• Task statement: Are you able to retype all the records below exactly?

• Provided information:
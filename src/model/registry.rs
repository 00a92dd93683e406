//! Process-wide descriptor cache and the in-memory declaration source.

use std::sync::atomic::{AtomicUsize, Ordering};
use std::sync::{Arc, OnceLock};

use parking_lot::{RwLock, RwLockUpgradableReadGuard};
use rustc_hash::FxHashMap;
use serde::Deserialize;
use tracing::debug;

use crate::error::{QueryError, Result};
use crate::model::decl::EntityDecl;
use crate::model::descriptor::EntityDescriptor;

/// Supplies raw declarations by entity name.
pub trait DescriptorSource: Send + Sync {
    /// Returns the declaration for `entity`, if the source knows it.
    fn declaration(&self, entity: &str) -> Option<EntityDecl>;
}

/// In-memory declaration source.
#[derive(Default)]
pub struct Catalog {
    decls: RwLock<FxHashMap<String, EntityDecl>>,
}

#[derive(Deserialize)]
struct CatalogDocument {
    #[serde(default)]
    entity: Vec<EntityDecl>,
}

impl Catalog {
    /// Creates an empty catalog.
    pub fn new() -> Self {
        Self::default()
    }

    /// Returns the process-wide catalog backing [`Context::global`](crate::Context::global).
    pub fn global() -> &'static Arc<Catalog> {
        static GLOBAL: OnceLock<Arc<Catalog>> = OnceLock::new();
        GLOBAL.get_or_init(|| Arc::new(Catalog::new()))
    }

    /// Registers a declaration. A declaration already registered under the
    /// same name is kept; registries may already have built a descriptor from it.
    pub fn register(&self, decl: EntityDecl) -> bool {
        let mut decls = self.decls.write();
        if decls.contains_key(&decl.name) {
            return false;
        }
        decls.insert(decl.name.clone(), decl);
        true
    }

    /// Builder-style registration.
    pub fn with(self, decl: EntityDecl) -> Self {
        self.register(decl);
        self
    }

    /// Parses `[[entity]]` tables from a TOML document.
    pub fn from_toml_str(raw: &str) -> Result<Self> {
        let doc: CatalogDocument =
            toml::from_str(raw).map_err(|err| QueryError::Config(err.to_string()))?;
        let catalog = Catalog::new();
        for decl in doc.entity {
            let name = decl.name.clone();
            if !catalog.register(decl) {
                return Err(QueryError::mapping(name, "entity declared twice"));
            }
        }
        Ok(catalog)
    }

    /// Registered entity names, sorted.
    pub fn entities(&self) -> Vec<String> {
        let mut names: Vec<String> = self.decls.read().keys().cloned().collect();
        names.sort();
        names
    }
}

impl DescriptorSource for Catalog {
    fn declaration(&self, entity: &str) -> Option<EntityDecl> {
        self.decls.read().get(entity).cloned()
    }
}

/// Lazily built, immutable descriptors keyed by entity name.
///
/// The first resolution of a name builds the descriptor while holding the
/// upgradable lock, so concurrent first resolutions of the same name observe a
/// single instance. Cached lookups only take the shared read lock.
pub struct Registry {
    source: Arc<dyn DescriptorSource>,
    cache: RwLock<FxHashMap<String, Arc<EntityDescriptor>>>,
    built: AtomicUsize,
}

impl Registry {
    /// Creates a registry over a declaration source.
    pub fn new(source: Arc<dyn DescriptorSource>) -> Self {
        Self {
            source,
            cache: RwLock::new(FxHashMap::default()),
            built: AtomicUsize::new(0),
        }
    }

    /// Convenience constructor over an owned catalog.
    pub fn from_catalog(catalog: Catalog) -> Self {
        Self::new(Arc::new(catalog))
    }

    /// Returns the descriptor for `entity`, building it on first use.
    pub fn resolve(&self, entity: &str) -> Result<Arc<EntityDescriptor>> {
        if let Some(descriptor) = self.cache.read().get(entity) {
            return Ok(Arc::clone(descriptor));
        }
        let cache = self.cache.upgradable_read();
        if let Some(descriptor) = cache.get(entity) {
            return Ok(Arc::clone(descriptor));
        }
        let decl = self
            .source
            .declaration(entity)
            .ok_or_else(|| QueryError::mapping(entity, "entity is not registered"))?;
        let descriptor = Arc::new(EntityDescriptor::from_decl(&decl)?);
        let mut cache = RwLockUpgradableReadGuard::upgrade(cache);
        cache.insert(entity.to_owned(), Arc::clone(&descriptor));
        self.built.fetch_add(1, Ordering::Relaxed);
        debug!(
            entity = %entity,
            columns = descriptor.columns().len(),
            relations = descriptor.relations().len(),
            "registry.descriptor.built"
        );
        Ok(descriptor)
    }

    /// Number of descriptors constructed so far.
    pub fn constructed(&self) -> usize {
        self.built.load(Ordering::Relaxed)
    }
}

#[cfg(test)]
mod tests {
    use super::*;
    use std::thread;

    fn registry() -> Registry {
        Registry::from_catalog(
            Catalog::new()
                .with(EntityDecl::new("owner", "owner").id("id").column("name"))
                .with(EntityDecl::new("broken", "broken").column("name")),
        )
    }

    #[test]
    fn caches_descriptors() {
        let registry = registry();
        let a = registry.resolve("owner").expect("owner resolves");
        let b = registry.resolve("owner").expect("owner resolves again");
        assert!(Arc::ptr_eq(&a, &b));
        assert_eq!(registry.constructed(), 1);
    }

    #[test]
    fn concurrent_first_resolution_builds_once() {
        let registry = Arc::new(registry());
        let handles: Vec<_> = (0..8)
            .map(|_| {
                let registry = Arc::clone(&registry);
                thread::spawn(move || registry.resolve("owner").expect("owner resolves"))
            })
            .collect();
        let descriptors: Vec<_> = handles
            .into_iter()
            .map(|h| h.join().expect("thread completes"))
            .collect();
        assert!(descriptors.windows(2).all(|w| Arc::ptr_eq(&w[0], &w[1])));
        assert_eq!(registry.constructed(), 1);
    }

    #[test]
    fn invalid_declaration_is_not_cached() {
        let registry = registry();
        assert_eq!(registry.resolve("broken").unwrap_err().code(), "MappingError");
        assert_eq!(registry.resolve("missing").unwrap_err().code(), "MappingError");
        assert_eq!(registry.constructed(), 0);
    }

    #[test]
    fn catalog_from_toml() {
        let catalog = Catalog::from_toml_str(
            r#"
            [[entity]]
            name = "owner"
            table = "owner"
            fields = [
              { kind = "column", field = "id", primary_key = true, generated = true },
              { kind = "column", field = "last_name" },
            ]

            [[entity]]
            name = "pet"
            table = "pet"
            fields = [
              { kind = "column", field = "id", primary_key = true, generated = true },
              { kind = "relation", field = "owner", target = "owner", nullable = true },
            ]
            "#,
        )
        .expect("catalog parses");
        assert_eq!(catalog.entities(), ["owner", "pet"]);
        let registry = Registry::from_catalog(catalog);
        let pet = registry.resolve("pet").expect("pet resolves");
        assert_eq!(pet.relations()[0].target, "owner");
        assert!(pet.relations()[0].nullable);
    }
}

• Finished exercise:
filename src/model/registry.rs
repository 00a92dd93683e406
//! Process-wide descriptor cache and the in-memory declaration source.

use std::sync::atomic::{AtomicUsize, Ordering};
use std::sync::{Arc, OnceLock};

use parking_lot::{RwLock, RwLockUpgradableReadGuard};
use rustc_hash::FxHashMap;
use serde::Deserialize;
use tracing::debug;

use crate::error::{QueryError, Result};
use crate::model::decl::EntityDecl;
use crate::model::descriptor::EntityDescriptor;

/// Supplies raw declarations by entity name.
pub trait DescriptorSource: Send + Sync {
    /// Returns the declaration for `entity`, if the source knows it.
    fn declaration(&self, entity: &str) -> Option<EntityDecl>;
}

/// In-memory declaration source.
#[derive(Default)]
pub struct Catalog {
    decls: RwLock<FxHashMap<String, EntityDecl>>,
}

#[derive(Deserialize)]
struct CatalogDocument {
    #[serde(default)]
    entity: Vec<EntityDecl>,
}

impl Catalog {
    /// Creates an empty catalog.
    pub fn new() -> Self {
        Self::default()
    }

    /// Returns the process-wide catalog backing [`Context::global`](crate::Context::global).
    pub fn global() -> &'static Arc<Catalog> {
        static GLOBAL: OnceLock<Arc<Catalog>> = OnceLock::new();
        GLOBAL.get_or_init(|| Arc::new(Catalog::new()))
    }

    /// Registers a declaration. A declaration already registered under the
    /// same name is kept; registries may already have built a descriptor from it.
    pub fn register(&self, decl: EntityDecl) -> bool {
        let mut decls = self.decls.write();
        if decls.contains_key(&decl.name) {
            return false;
        }
        decls.insert(decl.name.clone(), decl);
        true
    }

    /// Builder-style registration.
    pub fn with(self, decl: EntityDecl) -> Self {
        self.register(decl);
        self
    }

    /// Parses `[[entity]]` tables from a TOML document.
    pub fn from_toml_str(raw: &str) -> Result<Self> {
        let doc: CatalogDocument =
            toml::from_str(raw).map_err(|err| QueryError::Config(err.to_string()))?;
        let catalog = Catalog::new();
        for decl in doc.entity {
            let name = decl.name.clone();
            if !catalog.register(decl) {
                return Err(QueryError::mapping(name, "entity declared twice"));
            }
        }
        Ok(catalog)
    }

    /// Registered entity names, sorted.
    pub fn entities(&self) -> Vec<String> {
        let mut names: Vec<String> = self.decls.read().keys().cloned().collect();
        names.sort();
        names
    }
}

impl DescriptorSource for Catalog {
    fn declaration(&self, entity: &str) -> Option<EntityDecl> {
        self.decls.read().get(entity).cloned()
    }
}

/// Lazily built, immutable descriptors keyed by entity name.
///
/// The first resolution of a name builds the descriptor while holding the
/// upgradable lock, so concurrent first resolutions of the same name observe a
/// single instance. Cached lookups only take the shared read lock.
pub struct Registry {
    source: Arc<dyn DescriptorSource>,
    cache: RwLock<FxHashMap<String, Arc<EntityDescriptor>>>,
    built: AtomicUsize,
}

impl Registry {
    /// Creates a registry over a declaration source.
    pub fn new(source: Arc<dyn DescriptorSource>) -> Self {
        Self {
            source,
            cache: RwLock::new(FxHashMap::default()),
            built: AtomicUsize::new(0),
        }
    }

    /// Convenience constructor over an owned catalog.
    pub fn from_catalog(catalog: Catalog) -> Self {
        Self::new(Arc::new(catalog))
    }

    /// Returns the descriptor for `entity`, building it on first use.
    pub fn resolve(&self, entity: &str) -> Result<Arc<EntityDescriptor>> {
        if let Some(descriptor) = self.cache.read().get(entity) {
            return Ok(Arc::clone(descriptor));
        }
        let cache = self.cache.upgradable_read();
        if let Some(descriptor) = cache.get(entity) {
            return Ok(Arc::clone(descriptor));
        }
        let decl = self
            .source
            .declaration(entity)
            .ok_or_else(|| QueryError::mapping(entity, "entity is not registered"))?;
        let descriptor = Arc::new(EntityDescriptor::from_decl(&decl)?);
        let mut cache = RwLockUpgradableReadGuard::upgrade(cache);
        cache.insert(entity.to_owned(), Arc::clone(&descriptor));
        self.built.fetch_add(1, Ordering::Relaxed);
        debug!(
            entity = %entity,
            columns = descriptor.columns().len(),
            relations = descriptor.relations().len(),
            "registry.descriptor.built"
        );
        Ok(descriptor)
    }

    /// Number of descriptors constructed so far.
    pub fn constructed(&self) -> usize {
        self.built.load(Ordering::Relaxed)
    }
}

#[cfg(test)]
mod tests {
    use super::*;
    use std::thread;

    fn registry() -> Registry {
        Registry::from_catalog(
            Catalog::new()
                .with(EntityDecl::new("owner", "owner").id("id").column("name"))
                .with(EntityDecl::new("broken", "broken").column("name")),
        )
    }

    #[test]
    fn caches_descriptors() {
        let registry = registry();
        let a = registry.resolve("owner").expect("owner resolves");
        let b = registry.resolve("owner").expect("owner resolves again");
        assert!(Arc::ptr_eq(&a, &b));
        assert_eq!(registry.constructed(), 1);
    }

    #[test]
    fn concurrent_first_resolution_builds_once() {
        let registry = Arc::new(registry());
        let handles: Vec<_> = (0..8)
            .map(|_| {
                let registry = Arc::clone(&registry);
                thread::spawn(move || registry.resolve("owner").expect("owner resolves"))
            })
            .collect();
        let descriptors: Vec<_> = handles
            .into_iter()
            .map(|h| h.join().expect("thread completes"))
            .collect();
        assert!(descriptors.windows(2).all(|w| Arc::ptr_eq(&w[0], &w[1])));
        assert_eq!(registry.constructed(), 1);
    }

    #[test]
    fn invalid_declaration_is_not_cached() {
        let registry = registry();
        assert_eq!(registry.resolve("broken").unwrap_err().code(), "MappingError");
        assert_eq!(registry.resolve("missing").unwrap_err().code(), "MappingError");
        assert_eq!(registry.constructed(), 0);
    }

    #[test]
    fn catalog_from_toml() {
        let catalog = Catalog::from_toml_str(
            r#"
            [[entity]]
            name = "owner"
            table = "owner"
            fields = [
              { kind = "column", field = "id", primary_key = true, generated = true },
              { kind = "column", field = "last_name" },
            ]

            [[entity]]
            name = "pet"
            table = "pet"
            fields = [
              { kind = "column", field = "id", primary_key = true, generated = true },
              { kind = "relation", field = "owner", target = "owner", nullable = true },
            ]
            "#,
        )
        .expect("catalog parses");
        assert_eq!(catalog.entities(), ["owner", "pet"]);
        let registry = Registry::from_catalog(catalog);
        let pet = registry.resolve("pet").expect("pet resolves");
        assert_eq!(pet.relations()[0].target, "owner");
        assert!(pet.relations()[0].nullable);
    }
}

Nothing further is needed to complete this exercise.